Now, sewing is not the only place to pivot, obviously. Problem-solving is a fundamental part of the creative process. Projects rarely work out the way you want, from knitting to cooking to building a piece of furniture. In this fast fashion, consume and donate, culture poisoning my country’s culture, we are losing the art of problem-solving. This has been exacerbated by the rise of AI and ChatGPT. Why think at all? Why imagine, ponder, or research? Why try if you aren’t going to get “expert” results? That is what the rise of optimization culture is creating: the fear of trying. But you have to try to become an expert. AI is not an expert; it is a thief, stealing the knowledge of humans who have spent years and decades striving to know, unafraid to try and fail. It’s literally the scientific method. So if you are an impressionable person, who is growing up in this current era, don’t give up your creative ability for AI to do it for you. You will lose crucial thinking and creative skills if you don’t exercise your mind and problem-solve on your own. Just do it.

#81 – Ten is My Magnum Opus

Commitment is scary. It feels like a box that closes around you. My mind wanders to all the negative possibilities. Will I become stagnant? Will I fail? Will I regret this? Commitment is not a bad thing, though; it is a fundamental to our relationships, to building character, and completing goals. Finishing any project, big or small, such as painting a wall or completing a degree, requires commitment. Being there for a friend. Adopting a pet. Planting a garden. Buying a house. Getting married.

The last one fills us as humans, living in the 21st century, with the most trepidation. I think because of how obligatory marriage can become in our human cultures. What is a Jane Austen novel without commentary on the role of marriage in 19th-century England? Women can see it as a burden, a life goal, or a way to survive. It is complex for all people – he, she, they to enter into a legally binding commitment built on the hope that this love we are choosing to pursue until we die, will not fail and consume us both.

As I have mentioned before, my parents got divorced when I was little. It was finalized when I was two, actually, so beyond a PTSD memory that is hard to dwell on, I don’t remember life before my parents divorced. My memory and examples of marriage in my life come from my grandparents and my mom, who married my wonderful stepdad (more like true dad) when I was 16. Without these two positive examples, I’m not certain marriage would have happened for me. It’s hard to understand, unless you experienced it, but living in the aftermath of your parents’ failed marriage shapes your opinion of marriage from a young age.

You are the living proof of failure, and are looked on with pity and dismay from many church people and people in your community. You are the weirdo. People want to “help” experience the normalcy of two parents, as if there is something wrong with the family that you have. I had three parents instead of two, and it felt normal to me. I learned about love, of all kinds – storage and agape, aka “affection” and “unconditional love.”

I think these loves are even more important to grasp as an impressionable youth than fixating on the hope of romantic love someday, because what brings you through marriage is all four loves – charity, agape, philia (friendship), and eros (romantic).
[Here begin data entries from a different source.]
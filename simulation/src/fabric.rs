//! Discrete-time message fabric
//!
//! Each tick runs in a fixed order:
//!
//! 1. Recompute every node's visible set from the message lifecycle as of
//!    the previous tick
//! 2. Ask every node's behavior for a decision (read-only phase)
//! 3. Validate reads against visible sets and sends against the lifecycle
//! 4. Reserve atoms for all of this tick's sends on a copy of the pool
//! 5. Commit sends, reads and next states, then record the snapshot
//! 6. Advance the clock
//!
//! Steps 1-4 mutate nothing, so a failed tick leaves the fabric exactly as
//! it was before the tick started. A failed tick halts the fabric for good.

use std::collections::{BTreeMap, BTreeSet};

use courier_core::{
    Behavior, Decision, DecisionContext, FabricError, LifecycleError, Message, MessageId,
    MessagePool, NodeId, PoolError, Tick, VisibleMessage,
};
use courier_logging::{NodeContextGuard, spans};
use tracing::{debug, debug_span, info, info_span, trace, warn};

use crate::checker::{self, Property, Verdict};
use crate::node::{Node, NodeSpec};
use crate::trace::{NodeSnapshot, Snapshot, Termination, Trace, TraceMeta, TraceRecorder};

/// Discrete clock driving the fabric
#[derive(Debug, Clone, Copy, Default, PartialEq, Eq)]
pub struct FabricClock {
    tick: Tick,
}

impl FabricClock {
    pub fn new() -> Self {
        Self::default()
    }

    /// The tick about to run
    pub fn now(&self) -> Tick {
        self.tick
    }

    pub fn advance(&mut self) -> Tick {
        self.tick += 1;
        self.tick
    }
}

/// Result of a bounded run
#[derive(Debug, Clone)]
pub struct RunOutcome<S> {
    pub trace: Trace<S>,
    pub termination: Termination,
}

impl<S> RunOutcome<S> {
    /// The fatal error that halted the run, if any
    pub fn error(&self) -> Option<&FabricError> {
        match &self.termination {
            Termination::Halted(err) => Some(err),
            Termination::HorizonReached { .. } => None,
        }
    }

    pub fn reached_horizon(&self) -> bool {
        matches!(self.termination, Termination::HorizonReached { .. })
    }
}

/// A decision together with the need the node reported before making it
struct PendingDecision<S> {
    node: NodeId,
    needs_to_send: usize,
    decision: Decision<S>,
}

/// The message fabric: nodes, pool, message lifecycle and clock
pub struct Fabric<S> {
    clock: FabricClock,
    pool: MessagePool,
    /// Lifecycle records, created when an atom is sent
    messages: BTreeMap<MessageId, Message>,
    nodes: BTreeMap<NodeId, Node<S>>,
    behaviors: BTreeMap<NodeId, Box<dyn Behavior<S>>>,
    peers: Vec<NodeId>,
    recorder: TraceRecorder<S>,
    halted: Option<FabricError>,
}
Because marriage is built on vows, and keeping those vows is wonderfully challenging some days, but keeping them and not giving up has led to this exciting milestone – our tenth anniversary!

Growing up, knowing that marriage can and will fail for a lot of people, no matter how much you fight for it, scared the crap out of me, staring down the aisle. I didn’t want to fail, like a destiny I couldn’t shake. My parents’ divorce was not a curse to inherit, nor was it Kyle’s to inherit from his parents’ divorce, yet succeeding felt like the highest mountain I would ever climb, and honestly, I do feel that way today. So many things have changed in my life in the past ten years – jobs, friends, locations, family, pets – it’s been a roller coaster, and yet, here we are. We didn’t let the bad times get the best of us – the economy, the pandemic, job loss, grief, and hubris – we figured out how to navigate the things that scared us without ripping the seams to tatters.

What I thought would be the way through this would be never approaching that line, but life actually pushes you to the brink quite often. I think we, as humans, focus so much on perfection that we forget that even when you let your spouse down, you can dust yourself off and recalibrate. Even your worst moments don’t have to break you. Holding on to the highest highs, the wins, is important too. It’s a journey that you walk with your spouse towards the goal. It’s a sanctification process that will break you down with certainty, but I feel refined by the wisdom and the struggle, and the wins.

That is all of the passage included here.